New managers from Detecon of Germany—the technical partner in the Press Corporation Limited (PCL) led consortium that bought the privatised fixed phone operator Malawi Telecommunications Limited (MTL)—said on Thursday they are preparing a business plan geared at transforming MTL for the benefit of both the shareholders and customers.

MTL chief executive officer Horst Holzhaeuser told journalists in Blantyre there are a number of areas that need to be addressed in MTL’s present state to make it more efficient.For instance, Holzhaeuser said has on its pay-roll scores of security guards despite not being a security company. He also singled out the company’s big vehicle fleet as another area requiring better management.

“To achieve results there is need to make some harsh decisions. We are preparing a business plan which will be the basis for further investment in MTL to take it to greater heights. By mid next year the MTL network will be different from what it is today,” he said.

Holzhaeuser was briefing journalists during a luncheon the company organised to introduce its new management team and brief the media on the position of switching to the new telephone exchange in Blantyre.

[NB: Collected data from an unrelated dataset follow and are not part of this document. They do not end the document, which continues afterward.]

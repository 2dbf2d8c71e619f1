//! Per-chunk delivery state machine and retry policy.
//!
//! Every chunk walks through:
//!
//!   Pending → Attempting(node, n) → Delivered
//!                    │
//!                    └─ failure → (backoff) → Attempting(next node, n+1)
//!                                         … → PermanentlyFailed
//!
//! Node selection is round-robin keyed by attempt number: attempt 0 goes to
//! node 0, attempt 1 to node 1, wrapping. Two backoff curves exist:
//!   transport failure:  attempt² × unit   (connect refused, I/O, deadline)
//!   rejection or RPC:   attempt  × unit   (receiver said no, bad response)
//!
//! The machine never sleeps or does I/O itself; the caller drives it.

use std::time::Duration;

/// Attempts per chunk before it is declared permanently failed.
pub const DEFAULT_MAX_ATTEMPTS: u32 = 5;

/// One backoff step.
pub const DEFAULT_BACKOFF_UNIT: Duration = Duration::from_secs(1);

#[derive(Debug, Clone, Copy, PartialEq, Eq)]
pub struct RetryPolicy {
    pub max_attempts: u32,
    pub backoff_unit: Duration,
}

impl Default for RetryPolicy {
    fn default() -> Self {
        Self {
            max_attempts: DEFAULT_MAX_ATTEMPTS,
            backoff_unit: DEFAULT_BACKOFF_UNIT,
        }
    }
}

impl RetryPolicy {
    /// Delay after the `failed_attempts`-th failure when the node was unreachable.
    pub fn transport_backoff(&self, failed_attempts: u32) -> Duration {
        self.backoff_unit
            .saturating_mul(failed_attempts.saturating_mul(failed_attempts))
    }

    /// Delay after the `failed_attempts`-th failure when the node answered but refused.
    pub fn rejection_backoff(&self, failed_attempts: u32) -> Duration {
        self.backoff_unit.saturating_mul(failed_attempts)
    }
}

/// Result of one delivery attempt, as classified by the transport.
#[derive(Debug, Clone, PartialEq, Eq)]
pub enum AttemptOutcome {
    Delivered,
    /// Connection failure, I/O failure, or per-call deadline exceeded.
    TransportFailed(String),
    /// Delivered but refused, or any RPC-level error.
    Rejected(String),
}

#[derive(Debug, Clone, PartialEq, Eq)]
pub enum DeliveryState {
    Pending,
    Attempting { node: usize, attempt: u32 },
    Delivered { attempts: u32 },
    PermanentlyFailed { attempts: u32, last_error: String },
}

impl DeliveryState {
    pub fn is_terminal(&self) -> bool {
        matches!(
            self,
            DeliveryState::Delivered { .. } | DeliveryState::PermanentlyFailed { .. }
        )
    }
}

/// What the caller should do after reporting an outcome.
#[derive(Debug, Clone, PartialEq, Eq)]
pub enum Transition {
    Delivered,
    /// Sleep for `backoff`, then call `begin_attempt` again.
    Retry { backoff: Duration },
    Exhausted,
}

/// Drives one chunk's delivery.
#[derive(Debug, Clone)]
pub struct DeliveryMachine {
    policy: RetryPolicy,
    node_count: usize,
    state: DeliveryState,
    attempts: u32,
    last_error: Option<String>,
}

impl DeliveryMachine {
    /// `node_count` must be non-zero; the dispatch engine rejects an empty
    /// node list before any machine is built.
    pub fn new(policy: RetryPolicy, node_count: usize) -> Self {
        debug_assert!(node_count > 0, "delivery machine needs at least one node");
        Self {
            policy,
            node_count: node_count.max(1),
            state: DeliveryState::Pending,
            attempts: 0,
            last_error: None,
        }
    }

    pub fn state(&self) -> &DeliveryState {
        &self.state
    }

    /// Failed attempts so far.
    pub fn attempts(&self) -> u32 {
        self.attempts
    }

    pub fn last_error(&self) -> Option<&str> {
        self.last_error.as_deref()
    }

    /// Move to `Attempting` and return the node index to try.
    ///
    /// Returns `None` once the machine is terminal.
    pub fn begin_attempt(&mut self) -> Option<usize> {
        match self.state {
            DeliveryState::Pending | DeliveryState::Attempting { .. } => {
                let node = self.attempts as usize % self.node_count;
                self.state = DeliveryState::Attempting {
                    node,
                    attempt: self.attempts,
                };
                Some(node)
            }
            DeliveryState::Delivered { .. } | DeliveryState::PermanentlyFailed { .. } => None,
        }
    }

    /// Record the outcome of the attempt started by `begin_attempt`.
    pub fn complete(&mut self, outcome: AttemptOutcome) -> Transition {
        let (error, heavy) = match outcome {
            AttemptOutcome::Delivered => {
                self.state = DeliveryState::Delivered {
                    attempts: self.attempts + 1,
                };
                return Transition::Delivered;
            }
            AttemptOutcome::TransportFailed(e) => (e, true),
            AttemptOutcome::Rejected(e) => (e, false),
        };

        self.attempts += 1;
        self.last_error = Some(error.clone());

        if self.attempts >= self.policy.max_attempts {
            self.state = DeliveryState::PermanentlyFailed {
                attempts: self.attempts,
                last_error: error,
            };
            return Transition::Exhausted;
        }

        let backoff = if heavy {
            self.policy.transport_backoff(self.attempts)
        } else {
            self.policy.rejection_backoff(self.attempts)
        };
        Transition::Retry { backoff }
    }
}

In his remarks, Hoehne noted that there was still a pre-privatisation hangover in MTL manifested by red tape, poor billing system and a poor network roll-out plan. He said in some cases the network was rolled out in areas with less capacity at the expense of areas with huge business potential and vice-versa.Looking into the future, Hohne said during the two months the managers from Detecon have been at MTL there has been an improvement in installation capacity from the previous 15 to 20 per day to 100 in a day. This has translated into 3,000 new clients in a month, he said.He also said MTL was improving on fault clearance speed.